MATERIAL FOR THIS TASK section start

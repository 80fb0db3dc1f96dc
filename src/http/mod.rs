mod error;
mod handlers;
mod routes;
mod server;

pub use error::ApiError;
pub use handlers::AppState;
pub use routes::create_router;
pub use server::HttpServer;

MATERIAL FOR THIS TASK section end

WHAT TO WORK ON:
Nothing added, nothing dropped: copy the data above.

SOLUTION:
repository 80fb0db3dc1f96dc
filename src/http/mod.rs
mod error;
mod handlers;
mod routes;
mod server;

pub use error::ApiError;
pub use handlers::AppState;
pub use routes::create_router;
pub use server::HttpServer;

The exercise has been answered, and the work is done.